* [Work order]:
Restate word for word the entries below, starting with the line with "fn dial(&self, host: &str, port: u16) -> Dialing;" and continuing through the line with "if let Err(e) = stream.set_nodelay(true)". Include both of those lines and no others.

[Extracted data entries]
//! TCP dialers.
//!
//! A dialer turns the `(host, port)` the transport wants into a connected
//! `TcpStream`. Three strategies exist:
//!
//! - [`Dialer::system`]: resolve with the operating system
//! - [`Dialer::with_dns_server`]: resolve every host through one DNS server
//! - [`DomainDialer`]: ignore the requested host and port, re-resolve one
//!   fixed domain on every dial and connect to it on port 80

use crate::base::context::IoResultExt;
use crate::base::neterror::NetError;
use crate::dns::{self, parse_ip_literal, GaiResolver, Name, Resolve, ServerResolver};
use crate::socket::select::{AddressSelector, FirstAddress};
use socket2::{SockRef, TcpKeepalive};
use std::fmt;
use std::future::Future;
use std::net::SocketAddr;
use std::pin::Pin;
use std::sync::Arc;
use std::time::Duration;
use tokio::net::TcpStream;

/// Default timeout for establishing one TCP connection.
pub const DEFAULT_CONNECT_TIMEOUT: Duration = Duration::from_secs(5);

/// Default TCP keep-alive probe interval.
pub const DEFAULT_KEEP_ALIVE: Duration = Duration::from_secs(30);

/// Port a [`DomainDialer`] connects to unless told otherwise.
pub const DOMAIN_DIAL_PORT: u16 = 80;

/// Alias for the `Future` type returned by a dialer.
pub type Dialing = Pin<Box<dyn Future<Output = Result<TcpStream, NetError>> + Send>>;

/// Trait for opening TCP connections on behalf of the transport.
pub trait Dial: Send + Sync + fmt::Debug {
    /// Connects to `host:port`, resolving `host` as the strategy dictates.
    fn dial(&self, host: &str, port: u16) -> Dialing;
}

impl<D: Dial + ?Sized> Dial for Arc<D> {
    fn dial(&self, host: &str, port: u16) -> Dialing {
        (**self).dial(host, port)
    }
}

/// Socket-level settings shared by all dialers.
#[derive(Debug, Clone, Copy, PartialEq, Eq)]
pub struct DialerConfig {
    /// Timeout for a single connection attempt.
    pub connect_timeout: Duration,
    /// TCP keep-alive probe interval; `None` disables keep-alive probes.
    pub keep_alive: Option<Duration>,
}

impl Default for DialerConfig {
    fn default() -> Self {
        Self {
            connect_timeout: DEFAULT_CONNECT_TIMEOUT,
            keep_alive: Some(DEFAULT_KEEP_ALIVE),
        }
    }
}

/// Connects to one address with the configured timeout and socket options.
pub(crate) async fn connect_addr(
    addr: SocketAddr,
    host: &str,
    config: &DialerConfig,
) -> Result<TcpStream, NetError> {
    tracing::debug!(host = %host, addr = %addr, "connecting");

    let stream = tokio::time::timeout(config.connect_timeout, TcpStream::connect(addr))
        .await
        .map_err(|_| NetError::ConnectionTimedOut {
            host: host.to_string(),
            port: addr.port(),
        })?
        .connection_context(host, addr.port())?;

    if let Err(e) = stream.set_nodelay(true) {
        tracing::debug!(addr = %addr, error = %e, "failed to set TCP_NODELAY");
    }
    if let Some(interval) = config.keep_alive {
        set_keep_alive(&stream, interval);
    }

    Ok(stream)
}

fn set_keep_alive(stream: &TcpStream, interval: Duration) {
    let keepalive = TcpKeepalive::new().with_time(interval);
    #[cfg(any(
        target_os = "linux",
        target_os = "android",
        target_os = "macos",
        target_os = "ios",
        target_os = "freebsd",
        target_os = "windows"
    ))]
    let keepalive = keepalive.with_interval(interval);

    if let Err(e) = SockRef::from(stream).set_tcp_keepalive(&keepalive) {
        tracing::debug!(error = %e, "failed to enable TCP keep-alive");
    }
}

/// General purpose dialer: resolve the requested host, then try each
/// address in order until one connects.
#[derive(Clone)]
pub struct Dialer {
    resolver: Arc<dyn Resolve>,
    config: DialerConfig,
}

impl Dialer {
    /// Creates a dialer over any resolver.
    pub fn new(resolver: Arc<dyn Resolve>, config: DialerConfig) -> Self {
        Self { resolver, config }
    }

    /// Dialer using the operating system resolver.
    pub fn system(config: DialerConfig) -> Self {
        Self::new(Arc::new(GaiResolver::new()), config)
    }

    /// Dialer whose name resolution is redirected to `server` (`host:port`)
    /// for every connection it opens.
    pub fn with_dns_server(server: &str, config: DialerConfig) -> Self {
        Self::new(Arc::new(ServerResolver::new(server)), config)
    }
}

impl fmt::Debug for Dialer {
    fn fmt(&self, f: &mut fmt::Formatter<'_>) -> fmt::Result {
        f.debug_struct("Dialer")
            .field("config", &self.config)
            .finish_non_exhaustive()
    }
}

impl Dial for Dialer {
    fn dial(&self, host: &str, port: u16) -> Dialing {
        let resolver = self.resolver.clone();
        let config = self.config;
        let host = host.to_string();

        Box::pin(async move {
            let addrs: Vec<SocketAddr> = match parse_ip_literal(&host) {
                Some(ip) => vec![SocketAddr::new(ip, port)],
                None => resolver
                    .resolve(Name::new(host.as_str()))
                    .await?
                    .map(|addr| SocketAddr::new(addr.ip(), port))
                    .collect(),
            };

            let mut last_err = None;
            for addr in addrs {
                match connect_addr(addr, &host, &config).await {
                    Ok(stream) => return Ok(stream),
                    Err(e) => {
                        tracing::warn!(host = %host, addr = %addr, error = %e, "connect attempt failed");
                        last_err = Some(e);
                    }
                }
            }

            Err(last_err.unwrap_or(NetError::NoAddressesResolved { domain: host }))
        })
    }
}

/// Dialer bound to one domain.
///
/// Whatever host and port the transport asks for, every dial re-resolves
/// `domain` through `server` (empty for the system resolver), lets the
/// selector pick one address and connects to it on port 80.
#[derive(Debug, Clone)]
pub struct DomainDialer {
    server: Arc<str>,
    domain: Arc<str>,
    port: u16,
    selector: Arc<dyn AddressSelector>,
    config: DialerConfig,
}

impl DomainDialer {
    /// Creates a dialer pinned to `domain`, resolved through `server`.
    pub fn new(server: &str, domain: &str, config: DialerConfig) -> Self {
        Self {
            server: server.into(),
            domain: domain.into(),
            port: DOMAIN_DIAL_PORT,
            selector: Arc::new(FirstAddress),
            config,
        }
    }

    /// Overrides the port dialed on the resolved address.
    pub fn with_port(mut self, port: u16) -> Self {
        self.port = port;
        self
    }

    /// Replaces the address selection policy.
    pub fn with_selector(mut self, selector: impl AddressSelector + 'static) -> Self {
        self.selector = Arc::new(selector);
        self
    }

    /// The domain every dial connects to.
    pub fn domain(&self) -> &str {
        &self.domain
    }

    /// The port every dial connects to.
    pub fn port(&self) -> u16 {
        self.port
    }
}

impl Dial for DomainDialer {
    fn dial(&self, host: &str, port: u16) -> Dialing {
        let this = self.clone();
        let requested = format!("{host}:{port}");

        Box::pin(async move {
            let domain = this.domain.as_ref();
            tracing::debug!(requested = %requested, domain = %domain, "dialing pinned domain");

            let addrs = dns::lookup(&this.server, domain).await?;
            let ip = this
                .selector
                .select(&addrs)
                .ok_or_else(|| NetError::NoAddressesResolved {
                    domain: domain.to_string(),
                })?;

            connect_addr(SocketAddr::new(ip, this.port), domain, &this.config).await
        })
    }
}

* [Response area]:
    fn dial(&self, host: &str, port: u16) -> Dialing;
}

impl<D: Dial + ?Sized> Dial for Arc<D> {
    fn dial(&self, host: &str, port: u16) -> Dialing {
        (**self).dial(host, port)
    }
}

/// Socket-level settings shared by all dialers.
#[derive(Debug, Clone, Copy, PartialEq, Eq)]
pub struct DialerConfig {
    /// Timeout for a single connection attempt.
    pub connect_timeout: Duration,
    /// TCP keep-alive probe interval; `None` disables keep-alive probes.
    pub keep_alive: Option<Duration>,
}

impl Default for DialerConfig {
    fn default() -> Self {
        Self {
            connect_timeout: DEFAULT_CONNECT_TIMEOUT,
            keep_alive: Some(DEFAULT_KEEP_ALIVE),
        }
    }
}

/// Connects to one address with the configured timeout and socket options.
pub(crate) async fn connect_addr(
    addr: SocketAddr,
    host: &str,
    config: &DialerConfig,
) -> Result<TcpStream, NetError> {
    tracing::debug!(host = %host, addr = %addr, "connecting");

    let stream = tokio::time::timeout(config.connect_timeout, TcpStream::connect(addr))
        .await
        .map_err(|_| NetError::ConnectionTimedOut {
            host: host.to_string(),
            port: addr.port(),
        })?
        .connection_context(host, addr.port())?;

    if let Err(e) = stream.set_nodelay(true) {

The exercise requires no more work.